** EXERCISE AIM **
Look through the records below and collect all lines that hold the string "client".

** EXTRACTED MATERIAL **
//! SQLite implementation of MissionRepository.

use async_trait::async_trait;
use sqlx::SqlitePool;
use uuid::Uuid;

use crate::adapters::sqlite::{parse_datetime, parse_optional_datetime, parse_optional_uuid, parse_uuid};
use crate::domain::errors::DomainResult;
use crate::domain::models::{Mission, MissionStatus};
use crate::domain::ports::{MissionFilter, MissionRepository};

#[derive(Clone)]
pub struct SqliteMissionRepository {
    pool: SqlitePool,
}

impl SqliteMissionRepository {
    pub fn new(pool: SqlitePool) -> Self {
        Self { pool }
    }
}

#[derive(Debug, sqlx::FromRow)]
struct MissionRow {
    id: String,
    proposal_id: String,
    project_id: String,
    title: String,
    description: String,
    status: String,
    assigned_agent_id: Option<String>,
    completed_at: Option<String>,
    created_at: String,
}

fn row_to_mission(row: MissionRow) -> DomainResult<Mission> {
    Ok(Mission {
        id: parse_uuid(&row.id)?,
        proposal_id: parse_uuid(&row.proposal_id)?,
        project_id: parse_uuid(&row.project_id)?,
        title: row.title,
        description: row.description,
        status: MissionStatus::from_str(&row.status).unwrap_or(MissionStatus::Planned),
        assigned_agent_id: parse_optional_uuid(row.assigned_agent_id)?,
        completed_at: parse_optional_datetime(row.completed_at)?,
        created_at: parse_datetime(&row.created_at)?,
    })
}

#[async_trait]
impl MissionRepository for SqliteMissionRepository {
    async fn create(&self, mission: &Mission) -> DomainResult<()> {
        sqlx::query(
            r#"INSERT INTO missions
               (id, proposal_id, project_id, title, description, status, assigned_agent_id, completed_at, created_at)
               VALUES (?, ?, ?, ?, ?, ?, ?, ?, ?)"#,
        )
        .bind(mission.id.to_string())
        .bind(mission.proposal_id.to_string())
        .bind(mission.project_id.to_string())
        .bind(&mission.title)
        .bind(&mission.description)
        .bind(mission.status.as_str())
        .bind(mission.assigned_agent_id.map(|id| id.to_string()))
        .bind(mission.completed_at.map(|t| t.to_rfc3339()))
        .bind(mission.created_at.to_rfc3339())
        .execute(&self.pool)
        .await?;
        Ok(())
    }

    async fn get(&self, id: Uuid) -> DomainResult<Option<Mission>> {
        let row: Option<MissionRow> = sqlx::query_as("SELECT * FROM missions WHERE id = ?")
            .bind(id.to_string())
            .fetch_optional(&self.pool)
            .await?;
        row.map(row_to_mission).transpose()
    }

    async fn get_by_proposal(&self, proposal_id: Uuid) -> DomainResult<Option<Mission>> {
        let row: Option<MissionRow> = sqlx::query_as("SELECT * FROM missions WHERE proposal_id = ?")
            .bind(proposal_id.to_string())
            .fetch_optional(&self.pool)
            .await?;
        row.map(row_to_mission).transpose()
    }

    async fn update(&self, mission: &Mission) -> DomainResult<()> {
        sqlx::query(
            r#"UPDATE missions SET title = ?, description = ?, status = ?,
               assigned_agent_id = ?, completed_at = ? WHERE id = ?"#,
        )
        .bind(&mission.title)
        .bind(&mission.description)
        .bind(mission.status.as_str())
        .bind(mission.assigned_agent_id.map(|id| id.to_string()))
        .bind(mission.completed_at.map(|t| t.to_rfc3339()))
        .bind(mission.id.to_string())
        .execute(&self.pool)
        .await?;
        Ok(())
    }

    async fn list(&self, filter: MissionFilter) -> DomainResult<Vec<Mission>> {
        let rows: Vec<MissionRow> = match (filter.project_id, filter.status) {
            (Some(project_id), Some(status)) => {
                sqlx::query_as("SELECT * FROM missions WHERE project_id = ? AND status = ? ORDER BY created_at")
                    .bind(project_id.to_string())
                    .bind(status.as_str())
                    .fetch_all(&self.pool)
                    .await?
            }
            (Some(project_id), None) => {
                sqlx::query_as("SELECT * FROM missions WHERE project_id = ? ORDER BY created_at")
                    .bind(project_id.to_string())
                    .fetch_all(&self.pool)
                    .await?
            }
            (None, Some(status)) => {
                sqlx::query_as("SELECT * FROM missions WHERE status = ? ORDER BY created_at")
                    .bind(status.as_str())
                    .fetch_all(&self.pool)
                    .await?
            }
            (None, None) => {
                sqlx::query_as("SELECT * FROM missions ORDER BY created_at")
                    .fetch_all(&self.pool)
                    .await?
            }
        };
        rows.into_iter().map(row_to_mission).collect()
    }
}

...

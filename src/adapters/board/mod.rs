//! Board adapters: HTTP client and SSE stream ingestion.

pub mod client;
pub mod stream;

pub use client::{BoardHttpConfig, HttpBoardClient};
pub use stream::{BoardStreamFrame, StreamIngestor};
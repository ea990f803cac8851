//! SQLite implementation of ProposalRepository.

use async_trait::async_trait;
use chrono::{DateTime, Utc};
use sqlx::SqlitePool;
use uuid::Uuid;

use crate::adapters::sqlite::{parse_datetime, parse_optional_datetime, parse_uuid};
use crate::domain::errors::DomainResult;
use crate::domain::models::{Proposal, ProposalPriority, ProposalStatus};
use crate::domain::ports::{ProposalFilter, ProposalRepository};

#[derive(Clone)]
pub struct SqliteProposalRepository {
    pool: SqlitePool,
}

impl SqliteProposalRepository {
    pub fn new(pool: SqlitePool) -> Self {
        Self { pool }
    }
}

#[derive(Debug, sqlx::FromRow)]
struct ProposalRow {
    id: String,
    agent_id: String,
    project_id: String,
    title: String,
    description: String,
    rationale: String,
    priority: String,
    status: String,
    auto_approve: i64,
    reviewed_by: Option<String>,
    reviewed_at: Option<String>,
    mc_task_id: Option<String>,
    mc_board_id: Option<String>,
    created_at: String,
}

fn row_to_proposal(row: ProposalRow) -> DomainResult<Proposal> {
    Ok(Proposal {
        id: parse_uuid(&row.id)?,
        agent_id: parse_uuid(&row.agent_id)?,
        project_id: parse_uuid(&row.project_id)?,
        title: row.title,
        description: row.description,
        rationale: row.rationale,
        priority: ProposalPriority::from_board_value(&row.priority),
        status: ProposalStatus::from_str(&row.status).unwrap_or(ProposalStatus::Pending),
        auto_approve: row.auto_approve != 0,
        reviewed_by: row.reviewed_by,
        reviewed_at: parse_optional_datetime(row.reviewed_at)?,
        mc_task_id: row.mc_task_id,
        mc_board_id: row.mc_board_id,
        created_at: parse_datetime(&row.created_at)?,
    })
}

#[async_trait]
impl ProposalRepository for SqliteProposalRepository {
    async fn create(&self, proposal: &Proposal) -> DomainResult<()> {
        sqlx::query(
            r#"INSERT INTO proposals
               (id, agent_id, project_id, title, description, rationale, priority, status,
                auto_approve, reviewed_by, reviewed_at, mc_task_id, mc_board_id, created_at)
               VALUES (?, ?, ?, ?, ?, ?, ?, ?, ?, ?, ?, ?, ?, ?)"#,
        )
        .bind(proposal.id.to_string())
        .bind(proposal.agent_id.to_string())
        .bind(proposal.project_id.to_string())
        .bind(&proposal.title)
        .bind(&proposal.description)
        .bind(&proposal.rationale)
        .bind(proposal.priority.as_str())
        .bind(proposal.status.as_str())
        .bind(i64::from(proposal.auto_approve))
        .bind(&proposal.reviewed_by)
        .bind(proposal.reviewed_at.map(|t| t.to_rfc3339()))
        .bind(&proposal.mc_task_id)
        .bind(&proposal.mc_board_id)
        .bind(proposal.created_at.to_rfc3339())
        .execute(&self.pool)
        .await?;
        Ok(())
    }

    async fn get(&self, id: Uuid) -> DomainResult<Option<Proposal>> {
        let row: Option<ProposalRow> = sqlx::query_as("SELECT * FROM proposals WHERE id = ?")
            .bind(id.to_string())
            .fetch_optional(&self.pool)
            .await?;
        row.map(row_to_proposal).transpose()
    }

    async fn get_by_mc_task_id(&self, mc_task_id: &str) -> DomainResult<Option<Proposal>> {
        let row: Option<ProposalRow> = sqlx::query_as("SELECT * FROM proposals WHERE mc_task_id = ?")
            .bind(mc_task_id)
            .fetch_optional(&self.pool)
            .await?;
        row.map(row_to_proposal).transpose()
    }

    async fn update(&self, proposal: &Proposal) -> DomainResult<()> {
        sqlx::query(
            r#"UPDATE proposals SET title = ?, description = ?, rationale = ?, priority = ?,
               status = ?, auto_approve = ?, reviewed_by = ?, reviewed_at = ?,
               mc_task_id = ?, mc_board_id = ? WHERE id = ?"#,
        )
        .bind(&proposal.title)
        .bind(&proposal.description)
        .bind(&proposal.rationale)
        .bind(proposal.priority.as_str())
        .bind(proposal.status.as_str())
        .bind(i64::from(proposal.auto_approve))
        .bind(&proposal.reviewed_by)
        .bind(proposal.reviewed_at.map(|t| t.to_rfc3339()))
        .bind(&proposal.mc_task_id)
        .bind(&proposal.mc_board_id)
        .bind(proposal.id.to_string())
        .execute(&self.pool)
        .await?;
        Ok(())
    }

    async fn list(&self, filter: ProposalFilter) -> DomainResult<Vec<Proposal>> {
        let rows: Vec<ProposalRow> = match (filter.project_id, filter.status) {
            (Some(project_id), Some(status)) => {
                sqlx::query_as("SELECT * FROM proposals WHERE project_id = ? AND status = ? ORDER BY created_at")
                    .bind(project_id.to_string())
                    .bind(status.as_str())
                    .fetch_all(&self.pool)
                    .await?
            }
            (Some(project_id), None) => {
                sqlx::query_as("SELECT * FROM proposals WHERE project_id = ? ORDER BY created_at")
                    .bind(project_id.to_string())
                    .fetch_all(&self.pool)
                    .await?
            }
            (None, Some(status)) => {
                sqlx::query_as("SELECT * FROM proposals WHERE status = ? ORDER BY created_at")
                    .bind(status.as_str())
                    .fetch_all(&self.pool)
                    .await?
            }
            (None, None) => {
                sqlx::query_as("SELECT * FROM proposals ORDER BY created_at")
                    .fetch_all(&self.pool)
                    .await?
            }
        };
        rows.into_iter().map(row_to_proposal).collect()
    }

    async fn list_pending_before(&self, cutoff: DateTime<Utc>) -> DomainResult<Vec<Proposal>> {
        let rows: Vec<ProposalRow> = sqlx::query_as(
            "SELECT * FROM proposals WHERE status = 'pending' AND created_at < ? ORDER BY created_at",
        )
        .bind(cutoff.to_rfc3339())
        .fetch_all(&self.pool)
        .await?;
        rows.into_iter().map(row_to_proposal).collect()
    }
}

** SOLVED PROBLEM **
//! Board adapters: HTTP client and SSE stream ingestion.
pub mod client;
pub use client::{BoardHttpConfig, HttpBoardClient};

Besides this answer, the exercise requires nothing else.